**What to do**
The records that follow must be repeated exactly, line by line.

**Data section**
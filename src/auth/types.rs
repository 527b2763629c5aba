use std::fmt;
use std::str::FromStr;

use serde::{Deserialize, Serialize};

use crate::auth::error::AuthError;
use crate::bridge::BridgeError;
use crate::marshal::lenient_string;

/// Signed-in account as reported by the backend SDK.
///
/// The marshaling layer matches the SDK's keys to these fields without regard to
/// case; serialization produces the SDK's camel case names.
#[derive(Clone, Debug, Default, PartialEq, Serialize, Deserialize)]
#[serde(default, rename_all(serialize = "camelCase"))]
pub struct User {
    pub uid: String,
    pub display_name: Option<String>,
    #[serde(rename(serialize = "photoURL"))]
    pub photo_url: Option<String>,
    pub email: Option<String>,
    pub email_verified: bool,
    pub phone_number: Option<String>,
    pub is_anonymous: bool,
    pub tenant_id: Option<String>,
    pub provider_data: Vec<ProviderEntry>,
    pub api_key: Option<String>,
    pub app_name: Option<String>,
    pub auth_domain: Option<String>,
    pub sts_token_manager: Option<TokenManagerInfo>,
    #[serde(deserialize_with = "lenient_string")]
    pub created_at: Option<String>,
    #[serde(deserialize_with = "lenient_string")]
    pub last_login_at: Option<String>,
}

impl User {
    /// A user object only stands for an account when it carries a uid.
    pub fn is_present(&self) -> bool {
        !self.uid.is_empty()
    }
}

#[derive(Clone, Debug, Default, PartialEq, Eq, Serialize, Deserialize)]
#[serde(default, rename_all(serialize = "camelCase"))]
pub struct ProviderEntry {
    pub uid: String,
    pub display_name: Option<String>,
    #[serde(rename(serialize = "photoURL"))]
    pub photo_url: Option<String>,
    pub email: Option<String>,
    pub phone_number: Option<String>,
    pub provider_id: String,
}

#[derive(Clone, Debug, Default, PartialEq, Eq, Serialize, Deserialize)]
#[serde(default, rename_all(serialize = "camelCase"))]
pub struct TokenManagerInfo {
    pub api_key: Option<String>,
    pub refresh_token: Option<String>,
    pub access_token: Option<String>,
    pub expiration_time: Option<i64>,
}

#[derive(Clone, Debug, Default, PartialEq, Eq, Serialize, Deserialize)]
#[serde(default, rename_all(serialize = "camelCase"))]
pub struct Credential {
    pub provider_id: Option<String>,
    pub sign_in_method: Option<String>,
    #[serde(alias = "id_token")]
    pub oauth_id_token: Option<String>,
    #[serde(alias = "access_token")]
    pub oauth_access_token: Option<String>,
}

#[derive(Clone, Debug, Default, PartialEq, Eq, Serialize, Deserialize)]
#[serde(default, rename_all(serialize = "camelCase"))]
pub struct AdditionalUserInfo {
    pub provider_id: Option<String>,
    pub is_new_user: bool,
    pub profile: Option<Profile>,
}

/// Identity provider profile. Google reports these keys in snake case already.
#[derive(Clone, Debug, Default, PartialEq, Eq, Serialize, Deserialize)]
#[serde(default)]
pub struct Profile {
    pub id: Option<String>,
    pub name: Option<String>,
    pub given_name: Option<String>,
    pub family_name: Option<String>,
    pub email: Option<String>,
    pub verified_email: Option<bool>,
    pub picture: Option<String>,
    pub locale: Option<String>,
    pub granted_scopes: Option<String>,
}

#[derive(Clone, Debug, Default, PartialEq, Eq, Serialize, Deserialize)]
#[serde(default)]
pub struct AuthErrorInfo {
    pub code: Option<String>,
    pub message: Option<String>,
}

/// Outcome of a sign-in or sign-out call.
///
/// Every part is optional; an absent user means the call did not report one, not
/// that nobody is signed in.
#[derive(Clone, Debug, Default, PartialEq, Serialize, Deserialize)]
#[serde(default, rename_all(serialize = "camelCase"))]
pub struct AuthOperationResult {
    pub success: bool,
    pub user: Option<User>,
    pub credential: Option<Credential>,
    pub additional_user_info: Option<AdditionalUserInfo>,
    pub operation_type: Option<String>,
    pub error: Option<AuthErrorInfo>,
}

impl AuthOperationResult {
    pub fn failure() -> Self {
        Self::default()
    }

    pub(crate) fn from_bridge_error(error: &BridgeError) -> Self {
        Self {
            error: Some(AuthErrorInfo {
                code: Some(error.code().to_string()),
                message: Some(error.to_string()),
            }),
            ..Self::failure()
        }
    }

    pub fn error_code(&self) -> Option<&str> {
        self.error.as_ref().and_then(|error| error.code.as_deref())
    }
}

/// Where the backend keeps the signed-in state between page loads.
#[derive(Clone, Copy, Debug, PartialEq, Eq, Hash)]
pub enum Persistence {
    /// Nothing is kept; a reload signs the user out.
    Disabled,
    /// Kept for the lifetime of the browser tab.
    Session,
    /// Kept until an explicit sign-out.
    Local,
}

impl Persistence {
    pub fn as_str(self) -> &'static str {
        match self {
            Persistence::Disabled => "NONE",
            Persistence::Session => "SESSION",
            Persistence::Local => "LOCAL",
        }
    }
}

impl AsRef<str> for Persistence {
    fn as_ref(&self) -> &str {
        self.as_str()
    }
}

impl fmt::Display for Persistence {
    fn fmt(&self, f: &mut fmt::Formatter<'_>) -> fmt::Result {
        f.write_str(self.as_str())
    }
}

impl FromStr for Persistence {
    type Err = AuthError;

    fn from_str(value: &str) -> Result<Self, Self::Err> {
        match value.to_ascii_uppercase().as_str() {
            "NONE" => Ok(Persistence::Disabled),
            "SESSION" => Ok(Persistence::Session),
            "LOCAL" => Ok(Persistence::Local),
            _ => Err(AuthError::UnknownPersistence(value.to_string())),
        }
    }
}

**Written solution**
filename src/auth/types.rs
repository 527b2763629c5aba
use std::fmt;
use std::str::FromStr;

use serde::{Deserialize, Serialize};

use crate::auth::error::AuthError;
use crate::bridge::BridgeError;
use crate::marshal::lenient_string;

/// Signed-in account as reported by the backend SDK.
///
/// The marshaling layer matches the SDK's keys to these fields without regard to
/// case; serialization produces the SDK's camel case names.
#[derive(Clone, Debug, Default, PartialEq, Serialize, Deserialize)]
#[serde(default, rename_all(serialize = "camelCase"))]
pub struct User {
    pub uid: String,
    pub display_name: Option<String>,
    #[serde(rename(serialize = "photoURL"))]
    pub photo_url: Option<String>,
    pub email: Option<String>,
    pub email_verified: bool,
    pub phone_number: Option<String>,
    pub is_anonymous: bool,
    pub tenant_id: Option<String>,
    pub provider_data: Vec<ProviderEntry>,
    pub api_key: Option<String>,
    pub app_name: Option<String>,
    pub auth_domain: Option<String>,
    pub sts_token_manager: Option<TokenManagerInfo>,
    #[serde(deserialize_with = "lenient_string")]
    pub created_at: Option<String>,
    #[serde(deserialize_with = "lenient_string")]
    pub last_login_at: Option<String>,
}

impl User {
    /// A user object only stands for an account when it carries a uid.
    pub fn is_present(&self) -> bool {
        !self.uid.is_empty()
    }
}

#[derive(Clone, Debug, Default, PartialEq, Eq, Serialize, Deserialize)]
#[serde(default, rename_all(serialize = "camelCase"))]
pub struct ProviderEntry {
    pub uid: String,
    pub display_name: Option<String>,
    #[serde(rename(serialize = "photoURL"))]
    pub photo_url: Option<String>,
    pub email: Option<String>,
    pub phone_number: Option<String>,
    pub provider_id: String,
}

#[derive(Clone, Debug, Default, PartialEq, Eq, Serialize, Deserialize)]
#[serde(default, rename_all(serialize = "camelCase"))]
pub struct TokenManagerInfo {
    pub api_key: Option<String>,
    pub refresh_token: Option<String>,
    pub access_token: Option<String>,
    pub expiration_time: Option<i64>,
}

#[derive(Clone, Debug, Default, PartialEq, Eq, Serialize, Deserialize)]
#[serde(default, rename_all(serialize = "camelCase"))]
pub struct Credential {
    pub provider_id: Option<String>,
    pub sign_in_method: Option<String>,
    #[serde(alias = "id_token")]
    pub oauth_id_token: Option<String>,
    #[serde(alias = "access_token")]
    pub oauth_access_token: Option<String>,
}

#[derive(Clone, Debug, Default, PartialEq, Eq, Serialize, Deserialize)]
#[serde(default, rename_all(serialize = "camelCase"))]
pub struct AdditionalUserInfo {
    pub provider_id: Option<String>,
    pub is_new_user: bool,
    pub profile: Option<Profile>,
}

/// Identity provider profile. Google reports these keys in snake case already.
#[derive(Clone, Debug, Default, PartialEq, Eq, Serialize, Deserialize)]
#[serde(default)]
pub struct Profile {
    pub id: Option<String>,
    pub name: Option<String>,
    pub given_name: Option<String>,
    pub family_name: Option<String>,
    pub email: Option<String>,
    pub verified_email: Option<bool>,
    pub picture: Option<String>,
    pub locale: Option<String>,
    pub granted_scopes: Option<String>,
}

#[derive(Clone, Debug, Default, PartialEq, Eq, Serialize, Deserialize)]
#[serde(default)]
pub struct AuthErrorInfo {
    pub code: Option<String>,
    pub message: Option<String>,
}

/// Outcome of a sign-in or sign-out call.
///
/// Every part is optional; an absent user means the call did not report one, not
/// that nobody is signed in.
#[derive(Clone, Debug, Default, PartialEq, Serialize, Deserialize)]
#[serde(default, rename_all(serialize = "camelCase"))]
pub struct AuthOperationResult {
    pub success: bool,
    pub user: Option<User>,
    pub credential: Option<Credential>,
    pub additional_user_info: Option<AdditionalUserInfo>,
    pub operation_type: Option<String>,
    pub error: Option<AuthErrorInfo>,
}

impl AuthOperationResult {
    pub fn failure() -> Self {
        Self::default()
    }

    pub(crate) fn from_bridge_error(error: &BridgeError) -> Self {
        Self {
            error: Some(AuthErrorInfo {
                code: Some(error.code().to_string()),
                message: Some(error.to_string()),
            }),
            ..Self::failure()
        }
    }

    pub fn error_code(&self) -> Option<&str> {
        self.error.as_ref().and_then(|error| error.code.as_deref())
    }
}

/// Where the backend keeps the signed-in state between page loads.
#[derive(Clone, Copy, Debug, PartialEq, Eq, Hash)]
pub enum Persistence {
    /// Nothing is kept; a reload signs the user out.
    Disabled,
    /// Kept for the lifetime of the browser tab.
    Session,
    /// Kept until an explicit sign-out.
    Local,
}

impl Persistence {
    pub fn as_str(self) -> &'static str {
        match self {
            Persistence::Disabled => "NONE",
            Persistence::Session => "SESSION",
            Persistence::Local => "LOCAL",
        }
    }
}

impl AsRef<str> for Persistence {
    fn as_ref(&self) -> &str {
        self.as_str()
    }
}

impl fmt::Display for Persistence {
    fn fmt(&self, f: &mut fmt::Formatter<'_>) -> fmt::Result {
        f.write_str(self.as_str())
    }
}

impl FromStr for Persistence {
    type Err = AuthError;

    fn from_str(value: &str) -> Result<Self, Self::Err> {
        match value.to_ascii_uppercase().as_str() {
            "NONE" => Ok(Persistence::Disabled),
            "SESSION" => Ok(Persistence::Session),
            "LOCAL" => Ok(Persistence::Local),
            _ => Err(AuthError::UnknownPersistence(value.to_string())),
        }
    }
}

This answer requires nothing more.